━━━━━ Data excerpts

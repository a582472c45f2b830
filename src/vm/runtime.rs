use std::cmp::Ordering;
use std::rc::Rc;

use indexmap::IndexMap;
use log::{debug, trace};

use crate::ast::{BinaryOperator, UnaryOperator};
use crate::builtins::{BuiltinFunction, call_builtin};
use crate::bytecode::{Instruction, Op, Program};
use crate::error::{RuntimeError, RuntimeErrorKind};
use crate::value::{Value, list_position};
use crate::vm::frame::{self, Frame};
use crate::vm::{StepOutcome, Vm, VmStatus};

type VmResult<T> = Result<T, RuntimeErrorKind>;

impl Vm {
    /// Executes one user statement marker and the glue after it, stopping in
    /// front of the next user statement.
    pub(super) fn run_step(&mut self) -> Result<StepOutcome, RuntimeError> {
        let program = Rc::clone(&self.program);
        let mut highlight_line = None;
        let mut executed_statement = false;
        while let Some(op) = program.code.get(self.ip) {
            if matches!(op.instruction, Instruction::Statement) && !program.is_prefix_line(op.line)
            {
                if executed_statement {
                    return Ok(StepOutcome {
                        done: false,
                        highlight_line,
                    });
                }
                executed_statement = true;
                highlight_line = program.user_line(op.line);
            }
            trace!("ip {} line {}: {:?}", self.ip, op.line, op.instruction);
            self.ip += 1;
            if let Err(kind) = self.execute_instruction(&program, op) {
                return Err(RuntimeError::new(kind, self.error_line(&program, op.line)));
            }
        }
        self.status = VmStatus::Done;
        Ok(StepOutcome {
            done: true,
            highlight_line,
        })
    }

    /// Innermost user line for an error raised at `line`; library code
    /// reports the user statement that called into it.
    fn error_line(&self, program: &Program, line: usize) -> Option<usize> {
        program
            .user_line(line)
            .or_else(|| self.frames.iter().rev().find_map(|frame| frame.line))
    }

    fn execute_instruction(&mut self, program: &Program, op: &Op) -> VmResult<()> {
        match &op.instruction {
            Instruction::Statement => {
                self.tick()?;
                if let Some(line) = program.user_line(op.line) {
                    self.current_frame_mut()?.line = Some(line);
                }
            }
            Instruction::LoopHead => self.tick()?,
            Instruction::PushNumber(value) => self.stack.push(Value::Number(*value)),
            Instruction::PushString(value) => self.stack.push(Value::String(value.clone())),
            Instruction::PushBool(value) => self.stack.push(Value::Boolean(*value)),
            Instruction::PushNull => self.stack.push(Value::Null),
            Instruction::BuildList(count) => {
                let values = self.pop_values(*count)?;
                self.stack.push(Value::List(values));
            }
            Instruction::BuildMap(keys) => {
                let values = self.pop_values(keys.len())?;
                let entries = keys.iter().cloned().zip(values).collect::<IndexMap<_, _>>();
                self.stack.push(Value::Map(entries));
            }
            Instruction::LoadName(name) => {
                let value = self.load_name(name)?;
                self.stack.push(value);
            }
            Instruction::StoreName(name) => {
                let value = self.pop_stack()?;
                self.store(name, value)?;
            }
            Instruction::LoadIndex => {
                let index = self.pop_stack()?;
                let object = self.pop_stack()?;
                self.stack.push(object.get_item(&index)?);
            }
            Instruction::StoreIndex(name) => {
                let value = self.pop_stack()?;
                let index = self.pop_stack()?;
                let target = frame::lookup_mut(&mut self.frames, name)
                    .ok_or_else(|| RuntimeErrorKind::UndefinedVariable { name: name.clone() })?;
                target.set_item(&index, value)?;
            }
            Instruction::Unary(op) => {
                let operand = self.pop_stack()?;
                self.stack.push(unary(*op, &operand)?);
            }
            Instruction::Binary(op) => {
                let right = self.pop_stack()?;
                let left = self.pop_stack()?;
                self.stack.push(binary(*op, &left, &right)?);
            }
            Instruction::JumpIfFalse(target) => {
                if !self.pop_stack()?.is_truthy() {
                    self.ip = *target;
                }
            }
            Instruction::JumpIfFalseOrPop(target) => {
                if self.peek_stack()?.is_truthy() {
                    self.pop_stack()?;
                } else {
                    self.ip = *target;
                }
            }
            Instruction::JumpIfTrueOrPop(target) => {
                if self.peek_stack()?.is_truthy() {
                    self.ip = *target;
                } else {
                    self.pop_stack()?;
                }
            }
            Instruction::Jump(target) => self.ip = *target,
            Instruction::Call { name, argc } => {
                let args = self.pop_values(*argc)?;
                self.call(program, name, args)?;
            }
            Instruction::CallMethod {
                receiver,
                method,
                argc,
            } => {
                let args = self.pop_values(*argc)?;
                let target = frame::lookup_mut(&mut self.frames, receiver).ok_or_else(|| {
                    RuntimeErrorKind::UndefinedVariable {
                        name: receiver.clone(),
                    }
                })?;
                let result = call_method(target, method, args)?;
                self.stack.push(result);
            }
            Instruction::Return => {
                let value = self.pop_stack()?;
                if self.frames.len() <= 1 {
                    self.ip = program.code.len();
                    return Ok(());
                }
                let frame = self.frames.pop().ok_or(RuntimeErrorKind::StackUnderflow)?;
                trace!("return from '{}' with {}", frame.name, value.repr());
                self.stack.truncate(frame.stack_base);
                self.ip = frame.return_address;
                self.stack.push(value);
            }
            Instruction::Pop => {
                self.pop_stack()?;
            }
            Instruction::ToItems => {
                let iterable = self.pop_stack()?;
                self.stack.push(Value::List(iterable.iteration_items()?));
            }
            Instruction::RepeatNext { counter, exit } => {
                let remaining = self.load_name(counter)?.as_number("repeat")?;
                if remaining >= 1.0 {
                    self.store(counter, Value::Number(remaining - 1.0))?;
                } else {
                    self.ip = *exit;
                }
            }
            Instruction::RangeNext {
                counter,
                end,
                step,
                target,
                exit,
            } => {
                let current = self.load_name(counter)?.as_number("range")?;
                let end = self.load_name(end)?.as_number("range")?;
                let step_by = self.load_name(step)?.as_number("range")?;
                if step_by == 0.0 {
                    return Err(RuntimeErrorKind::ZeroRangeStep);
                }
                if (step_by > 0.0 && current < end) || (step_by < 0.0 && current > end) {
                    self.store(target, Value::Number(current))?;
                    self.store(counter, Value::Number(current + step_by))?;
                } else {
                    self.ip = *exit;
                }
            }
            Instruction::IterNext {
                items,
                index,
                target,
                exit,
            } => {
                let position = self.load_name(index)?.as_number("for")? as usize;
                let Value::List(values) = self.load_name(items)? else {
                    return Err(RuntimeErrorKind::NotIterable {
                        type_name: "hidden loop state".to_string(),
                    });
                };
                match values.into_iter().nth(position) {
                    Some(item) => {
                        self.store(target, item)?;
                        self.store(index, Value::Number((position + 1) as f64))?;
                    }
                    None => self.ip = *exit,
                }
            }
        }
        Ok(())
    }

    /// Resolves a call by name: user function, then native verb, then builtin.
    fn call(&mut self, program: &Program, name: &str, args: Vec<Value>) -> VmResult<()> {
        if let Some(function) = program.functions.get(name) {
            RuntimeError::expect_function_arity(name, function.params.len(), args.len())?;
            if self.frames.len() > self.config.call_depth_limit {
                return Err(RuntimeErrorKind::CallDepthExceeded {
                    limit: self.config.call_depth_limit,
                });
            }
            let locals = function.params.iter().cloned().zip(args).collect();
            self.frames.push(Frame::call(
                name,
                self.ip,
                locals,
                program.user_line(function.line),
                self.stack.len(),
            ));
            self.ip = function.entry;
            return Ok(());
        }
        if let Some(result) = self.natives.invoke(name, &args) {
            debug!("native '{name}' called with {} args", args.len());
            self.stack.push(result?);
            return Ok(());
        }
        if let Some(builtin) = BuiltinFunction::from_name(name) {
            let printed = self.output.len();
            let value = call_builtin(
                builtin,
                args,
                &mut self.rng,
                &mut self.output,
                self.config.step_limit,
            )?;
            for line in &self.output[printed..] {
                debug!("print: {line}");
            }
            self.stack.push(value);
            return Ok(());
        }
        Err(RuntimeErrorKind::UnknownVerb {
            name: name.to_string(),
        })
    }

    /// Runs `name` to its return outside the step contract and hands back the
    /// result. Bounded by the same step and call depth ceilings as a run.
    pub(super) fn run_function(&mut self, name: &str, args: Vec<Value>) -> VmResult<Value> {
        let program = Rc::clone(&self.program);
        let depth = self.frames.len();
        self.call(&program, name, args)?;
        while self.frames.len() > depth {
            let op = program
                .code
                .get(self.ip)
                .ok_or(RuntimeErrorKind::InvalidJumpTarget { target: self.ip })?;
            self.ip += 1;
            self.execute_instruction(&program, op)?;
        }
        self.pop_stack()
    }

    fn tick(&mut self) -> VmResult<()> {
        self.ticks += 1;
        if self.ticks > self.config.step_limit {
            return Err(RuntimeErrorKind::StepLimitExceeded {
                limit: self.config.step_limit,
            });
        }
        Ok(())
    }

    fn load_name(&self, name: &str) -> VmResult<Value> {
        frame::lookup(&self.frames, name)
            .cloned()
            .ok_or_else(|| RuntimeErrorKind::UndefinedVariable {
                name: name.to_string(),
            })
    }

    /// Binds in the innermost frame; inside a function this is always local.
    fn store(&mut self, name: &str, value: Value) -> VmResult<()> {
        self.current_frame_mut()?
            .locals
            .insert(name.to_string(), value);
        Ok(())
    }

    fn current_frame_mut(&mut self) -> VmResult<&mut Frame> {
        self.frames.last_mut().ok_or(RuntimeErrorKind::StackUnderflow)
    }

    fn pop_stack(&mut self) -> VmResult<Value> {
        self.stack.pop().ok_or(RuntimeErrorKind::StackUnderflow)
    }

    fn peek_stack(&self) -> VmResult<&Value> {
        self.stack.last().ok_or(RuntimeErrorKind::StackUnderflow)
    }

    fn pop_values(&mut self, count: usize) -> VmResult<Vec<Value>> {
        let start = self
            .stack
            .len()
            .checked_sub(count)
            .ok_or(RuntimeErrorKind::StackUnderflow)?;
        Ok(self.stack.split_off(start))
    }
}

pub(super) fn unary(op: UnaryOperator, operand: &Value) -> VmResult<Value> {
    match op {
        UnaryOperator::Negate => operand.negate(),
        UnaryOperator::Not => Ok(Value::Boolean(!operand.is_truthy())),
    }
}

━━━━━━━━━━
━━━━━ Data excerpts

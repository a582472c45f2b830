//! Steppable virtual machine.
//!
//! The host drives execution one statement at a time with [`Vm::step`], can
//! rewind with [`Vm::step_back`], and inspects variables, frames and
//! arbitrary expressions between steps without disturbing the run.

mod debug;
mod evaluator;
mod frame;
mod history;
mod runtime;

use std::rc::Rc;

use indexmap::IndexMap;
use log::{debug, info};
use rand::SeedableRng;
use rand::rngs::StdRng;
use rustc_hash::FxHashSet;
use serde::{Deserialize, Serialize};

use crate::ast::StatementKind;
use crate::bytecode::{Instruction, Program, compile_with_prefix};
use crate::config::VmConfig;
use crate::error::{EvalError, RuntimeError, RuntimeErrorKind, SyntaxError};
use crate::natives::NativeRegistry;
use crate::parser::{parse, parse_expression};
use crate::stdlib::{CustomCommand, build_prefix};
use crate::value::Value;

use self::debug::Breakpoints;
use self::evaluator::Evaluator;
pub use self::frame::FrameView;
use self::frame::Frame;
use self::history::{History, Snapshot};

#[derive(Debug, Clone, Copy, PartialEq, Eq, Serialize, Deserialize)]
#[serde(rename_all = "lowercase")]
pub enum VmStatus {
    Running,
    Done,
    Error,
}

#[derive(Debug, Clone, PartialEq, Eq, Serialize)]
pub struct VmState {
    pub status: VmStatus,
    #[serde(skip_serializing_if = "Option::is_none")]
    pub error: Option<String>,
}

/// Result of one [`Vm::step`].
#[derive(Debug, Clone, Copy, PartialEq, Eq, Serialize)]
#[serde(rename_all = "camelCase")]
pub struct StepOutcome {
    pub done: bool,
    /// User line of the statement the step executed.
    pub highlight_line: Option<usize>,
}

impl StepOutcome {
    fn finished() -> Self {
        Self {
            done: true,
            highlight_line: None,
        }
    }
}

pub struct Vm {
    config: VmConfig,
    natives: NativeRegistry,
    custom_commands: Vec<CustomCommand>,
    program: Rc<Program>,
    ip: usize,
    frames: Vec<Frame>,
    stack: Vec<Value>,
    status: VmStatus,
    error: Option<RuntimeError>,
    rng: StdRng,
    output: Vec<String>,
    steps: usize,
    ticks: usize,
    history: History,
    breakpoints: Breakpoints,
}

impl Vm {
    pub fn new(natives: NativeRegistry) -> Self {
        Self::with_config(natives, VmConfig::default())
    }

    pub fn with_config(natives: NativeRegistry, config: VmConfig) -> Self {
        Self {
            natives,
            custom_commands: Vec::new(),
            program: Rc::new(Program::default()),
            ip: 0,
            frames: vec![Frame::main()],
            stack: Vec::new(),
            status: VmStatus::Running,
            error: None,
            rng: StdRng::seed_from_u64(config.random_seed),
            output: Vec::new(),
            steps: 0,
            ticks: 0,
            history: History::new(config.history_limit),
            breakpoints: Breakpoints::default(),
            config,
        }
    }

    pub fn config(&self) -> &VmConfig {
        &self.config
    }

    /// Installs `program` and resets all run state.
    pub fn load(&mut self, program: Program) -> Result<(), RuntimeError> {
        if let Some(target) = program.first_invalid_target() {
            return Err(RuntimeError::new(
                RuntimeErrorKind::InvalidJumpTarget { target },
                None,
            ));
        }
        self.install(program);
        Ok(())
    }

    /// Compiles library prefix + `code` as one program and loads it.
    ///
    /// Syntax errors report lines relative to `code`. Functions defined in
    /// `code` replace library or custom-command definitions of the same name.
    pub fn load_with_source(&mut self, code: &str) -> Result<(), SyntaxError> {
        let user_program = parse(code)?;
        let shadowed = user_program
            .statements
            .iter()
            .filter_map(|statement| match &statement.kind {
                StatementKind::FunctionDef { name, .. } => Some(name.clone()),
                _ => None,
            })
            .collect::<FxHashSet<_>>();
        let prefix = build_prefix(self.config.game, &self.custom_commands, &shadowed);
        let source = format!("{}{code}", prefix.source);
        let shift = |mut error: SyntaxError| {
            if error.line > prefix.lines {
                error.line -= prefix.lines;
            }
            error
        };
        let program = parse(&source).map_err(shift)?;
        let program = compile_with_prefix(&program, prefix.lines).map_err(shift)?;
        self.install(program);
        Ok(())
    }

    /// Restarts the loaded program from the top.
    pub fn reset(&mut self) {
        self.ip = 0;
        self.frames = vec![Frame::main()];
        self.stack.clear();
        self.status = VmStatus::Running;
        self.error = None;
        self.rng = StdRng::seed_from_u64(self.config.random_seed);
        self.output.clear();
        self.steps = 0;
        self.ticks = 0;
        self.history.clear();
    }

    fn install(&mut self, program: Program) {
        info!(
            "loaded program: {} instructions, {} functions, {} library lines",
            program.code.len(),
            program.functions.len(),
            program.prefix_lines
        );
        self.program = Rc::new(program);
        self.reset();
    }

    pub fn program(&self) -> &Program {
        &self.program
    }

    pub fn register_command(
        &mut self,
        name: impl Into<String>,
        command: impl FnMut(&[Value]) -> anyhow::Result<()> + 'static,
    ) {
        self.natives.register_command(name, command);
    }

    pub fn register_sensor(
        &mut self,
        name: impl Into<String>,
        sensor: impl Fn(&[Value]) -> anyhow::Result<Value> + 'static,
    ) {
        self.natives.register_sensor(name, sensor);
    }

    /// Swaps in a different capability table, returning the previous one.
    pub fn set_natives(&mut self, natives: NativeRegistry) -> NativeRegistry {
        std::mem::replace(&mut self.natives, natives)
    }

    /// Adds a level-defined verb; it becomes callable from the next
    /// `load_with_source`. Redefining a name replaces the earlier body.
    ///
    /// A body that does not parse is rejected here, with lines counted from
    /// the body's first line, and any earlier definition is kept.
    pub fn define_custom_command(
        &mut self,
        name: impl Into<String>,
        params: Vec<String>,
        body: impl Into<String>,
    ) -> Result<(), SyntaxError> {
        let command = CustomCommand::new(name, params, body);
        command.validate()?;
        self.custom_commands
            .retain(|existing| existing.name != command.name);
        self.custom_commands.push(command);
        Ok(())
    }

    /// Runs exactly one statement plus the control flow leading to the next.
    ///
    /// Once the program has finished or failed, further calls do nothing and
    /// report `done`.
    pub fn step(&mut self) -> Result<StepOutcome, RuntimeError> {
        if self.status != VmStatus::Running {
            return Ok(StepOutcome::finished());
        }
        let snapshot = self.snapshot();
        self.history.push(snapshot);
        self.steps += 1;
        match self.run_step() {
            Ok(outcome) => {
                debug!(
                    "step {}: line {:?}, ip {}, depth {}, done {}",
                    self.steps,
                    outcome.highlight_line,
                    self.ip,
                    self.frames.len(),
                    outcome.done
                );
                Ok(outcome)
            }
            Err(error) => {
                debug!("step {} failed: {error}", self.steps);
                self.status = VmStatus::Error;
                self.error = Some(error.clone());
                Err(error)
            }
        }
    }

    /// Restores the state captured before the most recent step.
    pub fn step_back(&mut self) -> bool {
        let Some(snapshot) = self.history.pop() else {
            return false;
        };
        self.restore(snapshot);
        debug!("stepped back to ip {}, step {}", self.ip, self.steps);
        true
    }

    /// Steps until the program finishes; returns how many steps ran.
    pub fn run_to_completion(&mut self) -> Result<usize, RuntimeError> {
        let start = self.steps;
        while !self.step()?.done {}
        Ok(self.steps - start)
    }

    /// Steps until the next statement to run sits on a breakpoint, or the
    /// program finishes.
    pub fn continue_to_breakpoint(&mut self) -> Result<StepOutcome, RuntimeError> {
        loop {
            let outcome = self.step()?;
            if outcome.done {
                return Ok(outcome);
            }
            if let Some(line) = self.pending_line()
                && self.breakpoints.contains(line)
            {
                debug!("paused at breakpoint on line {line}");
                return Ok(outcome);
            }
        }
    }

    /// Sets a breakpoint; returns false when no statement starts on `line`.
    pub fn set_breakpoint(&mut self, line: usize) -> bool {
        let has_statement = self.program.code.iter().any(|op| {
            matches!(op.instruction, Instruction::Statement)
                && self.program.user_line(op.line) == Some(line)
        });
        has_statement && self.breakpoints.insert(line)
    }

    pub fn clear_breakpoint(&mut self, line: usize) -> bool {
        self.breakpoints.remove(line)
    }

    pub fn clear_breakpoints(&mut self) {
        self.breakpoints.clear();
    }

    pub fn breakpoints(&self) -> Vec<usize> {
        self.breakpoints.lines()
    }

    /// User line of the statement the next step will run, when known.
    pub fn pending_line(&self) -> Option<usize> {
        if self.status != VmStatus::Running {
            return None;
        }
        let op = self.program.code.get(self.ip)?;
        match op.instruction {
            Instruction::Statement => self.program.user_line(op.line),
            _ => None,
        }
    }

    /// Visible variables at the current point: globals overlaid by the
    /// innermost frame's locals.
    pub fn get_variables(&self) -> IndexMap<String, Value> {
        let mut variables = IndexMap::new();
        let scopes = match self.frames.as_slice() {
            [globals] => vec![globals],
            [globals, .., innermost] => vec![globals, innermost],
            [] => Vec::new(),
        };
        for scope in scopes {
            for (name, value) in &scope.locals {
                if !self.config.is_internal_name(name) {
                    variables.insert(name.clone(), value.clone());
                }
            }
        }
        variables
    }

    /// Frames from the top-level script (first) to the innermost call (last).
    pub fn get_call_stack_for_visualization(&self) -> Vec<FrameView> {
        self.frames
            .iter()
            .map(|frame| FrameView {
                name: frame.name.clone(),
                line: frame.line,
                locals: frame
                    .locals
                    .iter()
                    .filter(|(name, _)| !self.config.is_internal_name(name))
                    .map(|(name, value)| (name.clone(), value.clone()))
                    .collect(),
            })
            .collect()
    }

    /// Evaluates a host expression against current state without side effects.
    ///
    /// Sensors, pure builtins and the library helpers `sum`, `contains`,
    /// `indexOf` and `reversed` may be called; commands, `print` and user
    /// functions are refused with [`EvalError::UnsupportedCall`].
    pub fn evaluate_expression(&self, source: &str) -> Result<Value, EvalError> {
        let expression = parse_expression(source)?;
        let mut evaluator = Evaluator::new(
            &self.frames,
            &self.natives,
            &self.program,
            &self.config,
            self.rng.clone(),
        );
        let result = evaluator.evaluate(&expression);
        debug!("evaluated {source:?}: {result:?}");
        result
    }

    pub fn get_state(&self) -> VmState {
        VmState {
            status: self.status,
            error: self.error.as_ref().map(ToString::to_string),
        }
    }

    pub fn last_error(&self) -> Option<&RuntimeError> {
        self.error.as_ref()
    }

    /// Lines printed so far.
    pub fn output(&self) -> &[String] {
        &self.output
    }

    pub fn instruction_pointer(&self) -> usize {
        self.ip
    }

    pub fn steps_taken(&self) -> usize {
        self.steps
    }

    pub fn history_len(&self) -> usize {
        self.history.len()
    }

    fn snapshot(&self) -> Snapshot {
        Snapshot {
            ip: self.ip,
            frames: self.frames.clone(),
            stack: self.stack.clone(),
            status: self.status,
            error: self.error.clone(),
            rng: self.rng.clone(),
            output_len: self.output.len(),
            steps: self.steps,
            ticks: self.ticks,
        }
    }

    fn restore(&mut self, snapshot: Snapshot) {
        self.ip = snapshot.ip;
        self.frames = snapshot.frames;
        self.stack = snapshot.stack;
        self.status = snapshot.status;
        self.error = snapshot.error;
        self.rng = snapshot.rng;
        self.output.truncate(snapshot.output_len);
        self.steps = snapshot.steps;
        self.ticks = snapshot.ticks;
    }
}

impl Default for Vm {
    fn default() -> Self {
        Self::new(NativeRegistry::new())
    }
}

━━━━━━━━━━

For each line above that contains the word "right", copy that line.

▶ _Response to this task_
                let right = self.pop_stack()?;
                self.stack.push(binary(*op, &left, &right)?);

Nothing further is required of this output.